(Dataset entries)

═══

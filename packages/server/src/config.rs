use anyhow::{Context, Result};
use dotenvy::dotenv;
use std::env;
use std::time::Duration;

/// Application configuration loaded from environment variables.
#[derive(Debug, Clone)]
pub struct Config {
    pub database_url: String,
    /// Shard pool URLs, used only when `sharding_enabled`. Empty means a
    /// single shard backed by `database_url`.
    pub database_shard_urls: Vec<String>,
    pub redis_url: String,
    pub kafka_brokers: String,
    pub kafka_topic: String,
    pub kafka_group_id: String,
    pub port: u16,

    /// Per-reader cap on materialized timeline entries.
    pub timeline_max_size: i64,
    pub timeline_default_page_size: i64,
    pub timeline_max_page_size: i64,
    /// Authors with strictly more followers than this are read on demand
    /// instead of fanned out.
    pub celebrity_follower_threshold: i64,

    pub outbox_poll_interval_ms: u64,
    pub outbox_batch_size: i64,
    pub outbox_retention_hours: i64,

    pub sharding_enabled: bool,
}

impl Config {
    /// Load configuration from environment variables.
    pub fn from_env() -> Result<Self> {
        // Load .env file if present (development)
        let _ = dotenv();

        Ok(Self {
            database_url: env::var("DATABASE_URL").context("DATABASE_URL must be set")?,
            database_shard_urls: env::var("DATABASE_SHARD_URLS")
                .map(|v| parse_shard_urls(&v))
                .unwrap_or_default(),
            redis_url: env::var("REDIS_URL")
                .unwrap_or_else(|_| "redis://localhost:6379".to_string()),
            kafka_brokers: env::var("KAFKA_BROKERS")
                .unwrap_or_else(|_| "localhost:9092".to_string()),
            kafka_topic: env::var("KAFKA_TOPIC")
                .unwrap_or_else(|_| "timeline-events".to_string()),
            kafka_group_id: env::var("KAFKA_GROUP_ID")
                .unwrap_or_else(|_| "timeline-materializer".to_string()),
            port: parse_env("PORT", 8080)?,

            timeline_max_size: parse_env("TIMELINE_MAX_SIZE", 800)?,
            timeline_default_page_size: parse_env("TIMELINE_DEFAULT_PAGE_SIZE", 20)?,
            timeline_max_page_size: parse_env("TIMELINE_MAX_PAGE_SIZE", 100)?,
            celebrity_follower_threshold: parse_env("CELEBRITY_FOLLOWER_THRESHOLD", 10_000)?,

            outbox_poll_interval_ms: parse_env("OUTBOX_POLL_INTERVAL_MS", 1000)?,
            outbox_batch_size: parse_env("OUTBOX_BATCH_SIZE", 100)?,
            outbox_retention_hours: parse_env("OUTBOX_RETENTION_HOURS", 24)?,

            sharding_enabled: parse_env("SHARDING_ENABLED", false)?,
        })
    }

    /// Dispatcher knobs derived from the outbox settings.
    pub fn dispatcher_config(&self) -> txoutbox::DispatcherConfig {
        txoutbox::DispatcherConfig {
            poll_interval: Duration::from_millis(self.outbox_poll_interval_ms),
            batch_size: self.outbox_batch_size,
            retention: Duration::from_secs(self.outbox_retention_hours as u64 * 3600),
            ..txoutbox::DispatcherConfig::default()
        }
    }
}

fn parse_env<T: std::str::FromStr>(key: &str, default: T) -> Result<T>
where
    T::Err: std::fmt::Display,
{
    match env::var(key) {
        Ok(raw) => raw
            .parse()
            .map_err(|e| anyhow::anyhow!("{key} must be valid: {e}")),
        Err(_) => Ok(default),
    }
}

fn parse_shard_urls(raw: &str) -> Vec<String> {
    raw.split(',')
        .map(str::trim)
        .filter(|s| !s.is_empty())
        .map(str::to_string)
        .collect()
}
pub mod follow;

pub use follow::Follow;
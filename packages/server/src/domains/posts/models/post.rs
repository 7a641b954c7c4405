use anyhow::Result;
use chrono::{DateTime, Utc};
use sqlx::{PgPool, Postgres, Transaction};

use crate::common::entity_ids::{PostId, UserId};
use crate::kernel::ShardRouter;

/// Post model - SQL persistence layer (table `tweets`).
///
/// Posts are immutable: created once inside the write transaction, never
/// updated, never deleted by the core. The v7 id is the canonical
/// chronological key; `created_at` is response metadata.
#[derive(sqlx::FromRow, Debug, Clone)]
pub struct Post {
    pub id: PostId,
    pub user_id: UserId,
    pub content: String,
    pub created_at: DateTime<Utc>,
}

impl Post {
    /// Insert inside the caller's write transaction.
    pub async fn insert(&self, tx: &mut Transaction<'_, Postgres>) -> Result<()> {
        sqlx::query(
            "INSERT INTO tweets (id, user_id, content, created_at) VALUES ($1, $2, $3, $4)",
        )
        .bind(self.id)
        .bind(self.user_id)
        .bind(&self.content)
        .bind(self.created_at)
        .execute(&mut **tx)
        .await?;

        Ok(())
    }

    pub async fn find_by_id(id: PostId, pool: &PgPool) -> Result<Option<Self>> {
        sqlx::query_as::<_, Self>("SELECT * FROM tweets WHERE id = $1")
            .bind(id)
            .fetch_optional(pool)
            .await
            .map_err(Into::into)
    }

    /// An author's history, id descending, keyset-paginated: a cursor of
    /// `c` yields posts with `id < c`.
    pub async fn find_by_author(
        author: UserId,
        cursor: Option<PostId>,
        limit: i64,
        pool: &PgPool,
    ) -> Result<Vec<Self>> {
        let posts = match cursor {
            Some(cursor) => {
                sqlx::query_as::<_, Self>(
                    "SELECT * FROM tweets WHERE user_id = $1 AND id < $2 ORDER BY id DESC LIMIT $3",
                )
                .bind(author)
                .bind(cursor)
                .bind(limit)
                .fetch_all(pool)
                .await?
            }
            None => {
                sqlx::query_as::<_, Self>(
                    "SELECT * FROM tweets WHERE user_id = $1 ORDER BY id DESC LIMIT $2",
                )
                .bind(author)
                .bind(limit)
                .fetch_all(pool)
                .await?
            }
        };

        Ok(posts)
    }

    /// The author's newest `limit` posts (backfill, purge window, celebrity
    /// read path).
    pub async fn find_by_author_latest(author: UserId, limit: i64, pool: &PgPool) -> Result<Vec<Self>> {
        Self::find_by_author(author, None, limit, pool).await
    }

    /// Hydrate a set of ids into posts. Preserves no particular order; ids
    /// may span authors, so the lookup fans out over every shard.
    pub async fn find_by_ids(ids: &[PostId], db: &ShardRouter) -> Result<Vec<Self>> {
        if ids.is_empty() {
            return Ok(Vec::new());
        }

        let mut posts = Vec::with_capacity(ids.len());
        for pool in db.all() {
            let found = sqlx::query_as::<_, Self>("SELECT * FROM tweets WHERE id = ANY($1)")
                .bind(ids)
                .fetch_all(pool)
                .await?;
            posts.extend(found);
        }

        Ok(posts)
    }

    /// Count all posts across every shard.
    pub async fn count(db: &ShardRouter) -> Result<i64> {
        let mut total = 0;
        for pool in db.all() {
            total += sqlx::query_scalar::<_, i64>("SELECT COUNT(*) FROM tweets")
                .fetch_one(pool)
                .await?;
        }

        Ok(total)
    }
}
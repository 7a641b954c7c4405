//! Post endpoints: create, and paginate an author's history.

use axum::extract::{Extension, Path, Query};
use axum::http::StatusCode;
use axum::Json;

use crate::common::context::RequestContext;
use crate::common::entity_ids::UserId;
use crate::common::pagination::{clamp_limit, encode_id_cursor, Page};
use crate::domains::posts::actions::{create_post, list_user_posts};
use crate::server::app::AppState;
use crate::server::dto::{CreatePostRequest, PageQuery, PostResponse};
use crate::server::error::{require_caller, ApiError};

/// POST /api/v1/posts
pub async fn create_post_handler(
    Extension(state): Extension<AppState>,
    Extension(ctx): Extension<RequestContext>,
    Json(body): Json<CreatePostRequest>,
) -> Result<(StatusCode, Json<PostResponse>), ApiError> {
    let caller = require_caller(&ctx)?;

    let post = create_post(caller, &body.content, &ctx, &state.kernel)
        .await
        .map_err(|e| ApiError::from_create_post(e, &ctx.request_id))?;

    Ok((StatusCode::CREATED, Json(post.into())))
}

/// GET /api/v1/users/{id}/posts
pub async fn list_user_posts_handler(
    Extension(state): Extension<AppState>,
    Extension(ctx): Extension<RequestContext>,
    Path(id): Path<String>,
    Query(query): Query<PageQuery>,
) -> Result<Json<Page<PostResponse>>, ApiError> {
    let author = UserId::parse(&id).map_err(|e| ApiError::bad_user_id(e, &ctx.request_id))?;
    let limit = clamp_limit(
        query.limit,
        state.kernel.config.timeline_default_page_size,
        state.kernel.config.timeline_max_page_size,
    );

    let (posts, has_more) = list_user_posts(author, query.cursor.as_deref(), limit, &state.kernel)
        .await
        .map_err(|e| ApiError::internal(e, &ctx.request_id))?;

    let next_cursor = if has_more {
        posts.last().map(|p| encode_id_cursor(p.id))
    } else {
        None
    };
    let data = posts.into_iter().map(PostResponse::from).collect();

    Ok(Json(Page::new(data, next_cursor, has_more)))
}
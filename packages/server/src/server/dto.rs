//! Request and response bodies for the v1 API.

use chrono::{DateTime, Utc};
use serde::{Deserialize, Serialize};

use crate::common::entity_ids::{PostId, UserId};
use crate::domains::posts::models::Post;
use crate::domains::social::models::Follow;

#[derive(Debug, Deserialize)]
pub struct CreatePostRequest {
    pub content: String,
}

/// Query string shared by every paginated listing.
#[derive(Debug, Deserialize, Default)]
pub struct PageQuery {
    pub cursor: Option<String>,
    pub limit: Option<i64>,
}

#[derive(Debug, Serialize)]
#[serde(rename_all = "camelCase")]
pub struct PostResponse {
    pub id: PostId,
    pub user_id: UserId,
    pub content: String,
    pub created_at: DateTime<Utc>,
}

impl From<Post> for PostResponse {
    fn from(post: Post) -> Self {
        Self {
            id: post.id,
            user_id: post.user_id,
            content: post.content,
            created_at: post.created_at,
        }
    }
}

#[derive(Debug, Serialize)]
#[serde(rename_all = "camelCase")]
pub struct FollowResponse {
    pub follower_id: UserId,
    pub followee_id: UserId,
    pub followed_at: DateTime<Utc>,
}

impl From<Follow> for FollowResponse {
    fn from(follow: Follow) -> Self {
        Self {
            follower_id: follow.follower_id,
            followee_id: follow.followee_id,
            followed_at: follow.created_at,
        }
    }
}

/// One row of a following/followers page: the other end of the edge plus
/// when the edge was created.
#[derive(Debug, Serialize)]
#[serde(rename_all = "camelCase")]
pub struct FollowEdgeEntry {
    pub user_id: UserId,
    pub followed_at: DateTime<Utc>,
}

#[derive(Debug, Serialize)]
#[serde(rename_all = "camelCase")]
pub struct StatsResponse {
    pub users: i64,
    pub tweets: i64,
    pub follows: i64,
    pub outbox_pending: i64,
}
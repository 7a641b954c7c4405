//! Test harness with testcontainers for integration testing.
//!
//! Postgres and Redis containers are shared across all tests and started
//! once; each test gets its own freshly-migrated database so assertions
//! about counts and timelines never see another test's rows. The message
//! log is the in-process partitioned implementation, so the full pipeline
//! (write -> outbox -> dispatch -> materialize -> cache -> read) runs
//! deterministically without a broker.

use std::sync::atomic::{AtomicUsize, Ordering};
use std::sync::Arc;

use anyhow::{Context, Result};
use sqlx::PgPool;
use test_context::AsyncTestContext;
use testcontainers::runners::AsyncRunner;
use testcontainers::ContainerAsync;
use testcontainers_modules::postgres::Postgres;
use testcontainers_modules::redis::Redis;
use tokio::sync::OnceCell;

use server_core::common::entity_ids::{PostId, UserId};
use server_core::common::RequestContext;
use server_core::domains::timeline::Materializer;
use server_core::kernel::{InMemoryEventLog, ServerKernel, ShardRouter, TimelineCache};
use server_core::Config;
use txoutbox::Dispatcher;

// =============================================================================
// Shared Test Infrastructure
// =============================================================================

/// Shared containers that persist across all tests.
struct SharedTestInfra {
    pg_host_port: (String, u16),
    redis_url: String,
    /// Pool against the admin database; per-test databases are created
    /// through it.
    admin_pool: PgPool,
    _postgres: ContainerAsync<Postgres>,
    _redis: ContainerAsync<Redis>,
}

static SHARED_INFRA: OnceCell<SharedTestInfra> = OnceCell::const_new();
static DB_COUNTER: AtomicUsize = AtomicUsize::new(0);

impl SharedTestInfra {
    async fn init() -> Result<Self> {
        // Respect RUST_LOG when debugging tests; never panic if another
        // binary initialized first.
        let _ = tracing_subscriber::fmt()
            .with_env_filter(tracing_subscriber::EnvFilter::from_default_env())
            .with_test_writer()
            .try_init();

        let postgres = Postgres::default()
            .start()
            .await
            .context("Failed to start Postgres container")?;
        let pg_host = postgres.get_host().await?.to_string();
        let pg_port = postgres.get_host_port_ipv4(5432).await?;
        let admin_url =
            format!("postgresql://postgres:postgres@{pg_host}:{pg_port}/postgres");

        let redis = Redis::default()
            .start()
            .await
            .context("Failed to start Redis container")?;
        let redis_host = redis.get_host().await?;
        let redis_port = redis.get_host_port_ipv4(6379).await?;
        let redis_url = format!("redis://{redis_host}:{redis_port}");

        let admin_pool = PgPool::connect(&admin_url)
            .await
            .context("Failed to connect to Postgres")?;

        Ok(Self {
            pg_host_port: (pg_host, pg_port),
            redis_url,
            admin_pool,
            _postgres: postgres,
            _redis: redis,
        })
    }

    async fn get() -> &'static Self {
        SHARED_INFRA
            .get_or_init(|| async {
                Self::init()
                    .await
                    .expect("Failed to initialize shared test infrastructure")
            })
            .await
    }
}

// =============================================================================
// Test Harness
// =============================================================================

/// One test's isolated pipeline: its own database, the shared Redis (keys
/// are namespaced by fresh v7 user ids), an in-process event log with
/// materializer consumers, and a dispatcher driven manually via
/// [`TestHarness::drive`].
pub struct TestHarness {
    pub kernel: Arc<ServerKernel>,
    pub db_pool: PgPool,
    pub dispatcher: Dispatcher,
    pub log: Arc<InMemoryEventLog>,
    pub materializer: Arc<Materializer>,
}

impl TestHarness {
    pub async fn new() -> Result<Self> {
        Self::with_config(|_| {}).await
    }

    /// Build a harness after letting the test tweak the configuration
    /// (celebrity threshold, timeline cap, a dedicated Redis database).
    pub async fn with_config(tweak: impl FnOnce(&mut Config)) -> Result<Self> {
        let infra = SharedTestInfra::get().await;

        // Fresh database per test.
        let db_name = format!("t_{}", DB_COUNTER.fetch_add(1, Ordering::SeqCst));
        sqlx::query(&format!(r#"CREATE DATABASE "{db_name}""#))
            .execute(&infra.admin_pool)
            .await
            .context("Failed to create test database")?;

        let (host, port) = &infra.pg_host_port;
        let database_url = format!("postgresql://postgres:postgres@{host}:{port}/{db_name}");

        let db_pool = PgPool::connect(&database_url)
            .await
            .context("Failed to connect to test database")?;

        sqlx::migrate!("./migrations")
            .run(&db_pool)
            .await
            .context("Failed to run migrations")?;

        let mut config = Config {
            database_url,
            database_shard_urls: Vec::new(),
            redis_url: infra.redis_url.clone(),
            kafka_brokers: String::new(),
            kafka_topic: "timeline-events".to_string(),
            kafka_group_id: "timeline-materializer".to_string(),
            port: 0,
            timeline_max_size: 800,
            timeline_default_page_size: 20,
            timeline_max_page_size: 100,
            celebrity_follower_threshold: 10_000,
            outbox_poll_interval_ms: 50,
            outbox_batch_size: 100,
            outbox_retention_hours: 24,
            sharding_enabled: false,
        };
        tweak(&mut config);

        let cache = TimelineCache::connect(&config.redis_url, config.timeline_max_size)
            .await
            .context("Failed to connect to test Redis")?;

        let kernel = Arc::new(ServerKernel::new(
            ShardRouter::single(db_pool.clone()),
            cache,
            config.clone(),
        ));

        let materializer = Arc::new(Materializer::new(kernel.clone()));
        let log = Arc::new(InMemoryEventLog::start(4, materializer.clone()));
        let dispatcher = Dispatcher::new(db_pool.clone(), log.clone(), config.dispatcher_config());

        Ok(Self {
            kernel,
            db_pool,
            dispatcher,
            log,
            materializer,
        })
    }

    /// Drain the outbox and wait for every published event to be consumed.
    pub async fn drive(&self) -> Result<()> {
        loop {
            let dispatched = self.dispatcher.tick().await?;
            if dispatched == 0 {
                break;
            }
        }
        self.log.drain().await;
        Ok(())
    }

    /// A fresh user id (users materialize on first write).
    pub fn user(&self) -> UserId {
        self.kernel.ids.generate()
    }

    /// A request context the way the HTTP edge would build one.
    pub fn ctx(&self) -> RequestContext {
        RequestContext::internal()
    }

    /// The reader's materialized timeline, newest first.
    pub async fn timeline_ids(&self, reader: UserId) -> Vec<PostId> {
        self.kernel
            .cache
            .range(reader, None, 1_000)
            .await
            .expect("cache range failed")
    }

    /// The HTTP router over this harness's kernel.
    pub fn app(&self) -> axum::Router {
        server_core::server::app::build_app(self.kernel.clone())
    }
}

impl AsyncTestContext for TestHarness {
    async fn setup() -> Self {
        Self::new().await.expect("Failed to create test harness")
    }

    async fn teardown(self) {
        self.db_pool.close().await;
    }
}
//! Outbox lifecycle: skip-locked claims, crash-replay semantics, and
//! compaction.

mod common;

use std::sync::Arc;

use anyhow::{anyhow, Result};
use async_trait::async_trait;
use common::TestHarness;
use server_core::domains::posts::actions::create_post;
use test_context::test_context;
use tokio::sync::Mutex;
use txoutbox::{Dispatcher, EventEnvelope, EventPublisher, OutboxRecord};
use uuid::Uuid;

/// Publisher that records every envelope it sees.
#[derive(Default)]
struct RecordingPublisher {
    seen: Mutex<Vec<Uuid>>,
}

#[async_trait]
impl EventPublisher for RecordingPublisher {
    async fn publish(&self, envelope: &EventEnvelope) -> Result<()> {
        self.seen.lock().await.push(envelope.event_id);
        Ok(())
    }
}

/// Publisher that always fails, simulating a dead broker.
struct FailingPublisher;

#[async_trait]
impl EventPublisher for FailingPublisher {
    async fn publish(&self, _envelope: &EventEnvelope) -> Result<()> {
        Err(anyhow!("broker unavailable"))
    }
}

#[test_context(TestHarness)]
#[tokio::test]
async fn records_move_from_pending_to_processed(ctx: &mut TestHarness) {
    let author = ctx.user();
    create_post(author, "event one", &ctx.ctx(), &ctx.kernel).await.unwrap();
    create_post(author, "event two", &ctx.ctx(), &ctx.kernel).await.unwrap();

    assert_eq!(OutboxRecord::count_pending(&ctx.db_pool).await.unwrap(), 2);

    let dispatched = ctx.dispatcher.tick().await.unwrap();
    assert_eq!(dispatched, 2);
    assert_eq!(OutboxRecord::count_pending(&ctx.db_pool).await.unwrap(), 0);

    // processed_at is set and never cleared.
    let unprocessed: i64 =
        sqlx::query_scalar("SELECT COUNT(*) FROM outbox_events WHERE processed_at IS NULL")
            .fetch_one(&ctx.db_pool)
            .await
            .unwrap();
    assert_eq!(unprocessed, 0);

    ctx.log.drain().await;
}

#[test_context(TestHarness)]
#[tokio::test]
async fn publish_failure_rolls_the_claim_back(ctx: &mut TestHarness) {
    let author = ctx.user();
    create_post(author, "must not be lost", &ctx.ctx(), &ctx.kernel)
        .await
        .unwrap();

    let failing = Dispatcher::new(
        ctx.db_pool.clone(),
        Arc::new(FailingPublisher),
        ctx.kernel.config.dispatcher_config(),
    );
    assert!(failing.tick().await.is_err());

    // The claim rolled back: the record is still pending for the next tick.
    assert_eq!(OutboxRecord::count_pending(&ctx.db_pool).await.unwrap(), 1);

    // A healthy tick then delivers it exactly as if nothing had happened.
    let dispatched = ctx.dispatcher.tick().await.unwrap();
    assert_eq!(dispatched, 1);
    assert_eq!(OutboxRecord::count_pending(&ctx.db_pool).await.unwrap(), 0);
    ctx.log.drain().await;
}

#[test_context(TestHarness)]
#[tokio::test]
async fn concurrent_dispatchers_share_without_duplicates(ctx: &mut TestHarness) {
    let author = ctx.user();
    for i in 0..10 {
        create_post(author, &format!("event {i}"), &ctx.ctx(), &ctx.kernel)
            .await
            .unwrap();
    }

    let publisher = Arc::new(RecordingPublisher::default());
    let config = txoutbox::DispatcherConfig {
        batch_size: 3,
        ..ctx.kernel.config.dispatcher_config()
    };
    let d1 = Dispatcher::new(ctx.db_pool.clone(), publisher.clone(), config.clone());
    let d2 = Dispatcher::new(ctx.db_pool.clone(), publisher.clone(), config);

    // Tick both until the backlog is drained. Skip-locked claims mean the
    // two dispatchers partition the queue instead of re-delivering.
    loop {
        let (a, b) = tokio::join!(d1.tick(), d2.tick());
        if a.unwrap() == 0 && b.unwrap() == 0 {
            break;
        }
    }

    let seen = publisher.seen.lock().await;
    assert_eq!(seen.len(), 10, "every event delivered exactly once");
    let unique: std::collections::HashSet<_> = seen.iter().collect();
    assert_eq!(unique.len(), 10, "no event delivered twice");
}

#[test_context(TestHarness)]
#[tokio::test]
async fn ordering_follows_created_at_within_an_aggregate(ctx: &mut TestHarness) {
    let author = ctx.user();
    for i in 0..5 {
        create_post(author, &format!("event {i}"), &ctx.ctx(), &ctx.kernel)
            .await
            .unwrap();
    }

    let publisher = Arc::new(RecordingPublisher::default());
    let dispatcher = Dispatcher::new(
        ctx.db_pool.clone(),
        publisher.clone(),
        ctx.kernel.config.dispatcher_config(),
    );
    dispatcher.tick().await.unwrap();

    // Outbox ids are v7: created order equals id order. Publishing must
    // have preserved it.
    let seen = publisher.seen.lock().await;
    let mut sorted = seen.clone();
    sorted.sort();
    assert_eq!(*seen, sorted);
}

#[test_context(TestHarness)]
#[tokio::test]
async fn compaction_removes_only_old_processed_records(ctx: &mut TestHarness) {
    let author = ctx.user();
    create_post(author, "old", &ctx.ctx(), &ctx.kernel).await.unwrap();
    ctx.dispatcher.tick().await.unwrap();
    ctx.log.drain().await;

    create_post(author, "still pending", &ctx.ctx(), &ctx.kernel)
        .await
        .unwrap();

    // Age the processed record past the 24h retention window.
    sqlx::query(
        "UPDATE outbox_events SET processed_at = NOW() - INTERVAL '25 hours' WHERE processed_at IS NOT NULL",
    )
    .execute(&ctx.db_pool)
    .await
    .unwrap();

    let removed = ctx.dispatcher.compact().await.unwrap();
    assert_eq!(removed, 1);

    // The pending record survived.
    assert_eq!(OutboxRecord::count_pending(&ctx.db_pool).await.unwrap(), 1);
    let total: i64 = sqlx::query_scalar("SELECT COUNT(*) FROM outbox_events")
        .fetch_one(&ctx.db_pool)
        .await
        .unwrap();
    assert_eq!(total, 1);

    ctx.drive().await.unwrap();
}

═══

▶ _YOUR TASK_
Look above for the line holding "#[derive(Debug, Deserialize, Default)]" and the line holding "the full pipeline". Retype both, and every line between them, word for word and nothing else.

▶ _TASK OUTPUT_
#[derive(Debug, Deserialize, Default)]
pub struct PageQuery {
    pub cursor: Option<String>,
    pub limit: Option<i64>,
}

#[derive(Debug, Serialize)]
#[serde(rename_all = "camelCase")]
pub struct PostResponse {
    pub id: PostId,
    pub user_id: UserId,
    pub content: String,
    pub created_at: DateTime<Utc>,
}

impl From<Post> for PostResponse {
    fn from(post: Post) -> Self {
        Self {
            id: post.id,
            user_id: post.user_id,
            content: post.content,
            created_at: post.created_at,
        }
    }
}

#[derive(Debug, Serialize)]
#[serde(rename_all = "camelCase")]
pub struct FollowResponse {
    pub follower_id: UserId,
    pub followee_id: UserId,
    pub followed_at: DateTime<Utc>,
}

impl From<Follow> for FollowResponse {
    fn from(follow: Follow) -> Self {
        Self {
            follower_id: follow.follower_id,
            followee_id: follow.followee_id,
            followed_at: follow.created_at,
        }
    }
}

/// One row of a following/followers page: the other end of the edge plus
/// when the edge was created.
#[derive(Debug, Serialize)]
#[serde(rename_all = "camelCase")]
pub struct FollowEdgeEntry {
    pub user_id: UserId,
    pub followed_at: DateTime<Utc>,
}

#[derive(Debug, Serialize)]
#[serde(rename_all = "camelCase")]
pub struct StatsResponse {
    pub users: i64,
    pub tweets: i64,
    pub follows: i64,
    pub outbox_pending: i64,
}
repository 7a641b954c7c4405
//! Test harness with testcontainers for integration testing.
//!
//! Postgres and Redis containers are shared across all tests and started
//! once; each test gets its own freshly-migrated database so assertions
//! about counts and timelines never see another test's rows. The message
//! log is the in-process partitioned implementation, so the full pipeline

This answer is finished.